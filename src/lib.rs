//! # Leseregal Backend Library
//!
//! Core library for Leseregal, the backend of a personal site whose central
//! piece is a Google Drive library mirror: a folder of PDFs is synchronized
//! into a local SQLite table and served as the reading list.
//!
//! ## Architecture
//!
//! The application is built using:
//! - **Axum**: HTTP server and routing
//! - **SQLx**: Asynchronous database operations with SQLite
//! - **Tokio**: Async runtime for concurrent operations
//! - **Reqwest**: Google Drive listing fetch
//!
//! ## Core Components
//!
//! - [`config`]: Application configuration management
//! - [`db`]: Database schema initialization and migrations
//! - [`error`]: Centralized error handling and HTTP error responses
//! - [`library`]: The library synchronization engine (lister, overrides,
//!   normalizer, reconciler, refresh coordinator)
//! - [`metrics`]: Operational counters
//! - [`middleware`]: Security headers and client IP extraction
//! - [`routes`]: HTTP endpoint handlers
//! - [`state`]: Shared application state
//! - [`types`]: Data transfer objects and shared type definitions

pub mod config;
pub mod db;
pub mod error;
pub mod library;
pub mod metrics;
pub mod middleware;
pub mod routes;
pub mod state;
pub mod types;

#[cfg(test)]
mod tests;
//! Security headers middleware for HTTP responses.

use axum::http::header::{CACHE_CONTROL, CONTENT_TYPE, PRAGMA};
use axum::{
    extract::Request,
    http::{HeaderName, HeaderValue},
    middleware::Next,
    response::Response,
};

/// Adds standard security-related HTTP headers to all responses and a
/// conservative caching policy: JSON answers are never cached, static assets
/// get long-lived caching.
pub async fn security_headers_middleware(req: Request, next: Next) -> Response {
    let mut res = next.run(req).await;
    let headers = res.headers_mut();

    headers.insert(HeaderName::from_static("x-content-type-options"), HeaderValue::from_static("nosniff"));
    headers.insert(HeaderName::from_static("x-frame-options"), HeaderValue::from_static("SAMEORIGIN"));
    headers.insert(HeaderName::from_static("referrer-policy"), HeaderValue::from_static("no-referrer"));
    headers.insert(
        HeaderName::from_static("permissions-policy"),
        HeaderValue::from_static("geolocation=(), microphone=(), camera=()"),
    );

    let ct_val: Option<String> =
        headers.get(CONTENT_TYPE).and_then(|ct| ct.to_str().ok().map(|s| s.to_string()));
    if let Some(s) = ct_val.as_deref() {
        if s.starts_with("application/json") || s.starts_with("text/csv") {
            headers.insert(CACHE_CONTROL, HeaderValue::from_static("no-store"));
            headers.insert(PRAGMA, HeaderValue::from_static("no-cache"));
        } else if s.starts_with("text/css")
            || s.starts_with("application/javascript")
            || s.starts_with("text/javascript")
        {
            headers.insert(CACHE_CONTROL, HeaderValue::from_static("public, max-age=31536000, immutable"));
            headers.remove(PRAGMA);
        }
    }

    res
}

----------

**What you should do**:
From the entries above, copy each line holding "Drive".

**Finished exercise**:
//! piece is a Google Drive library mirror: a folder of PDFs is synchronized
//! - **Reqwest**: Google Drive listing fetch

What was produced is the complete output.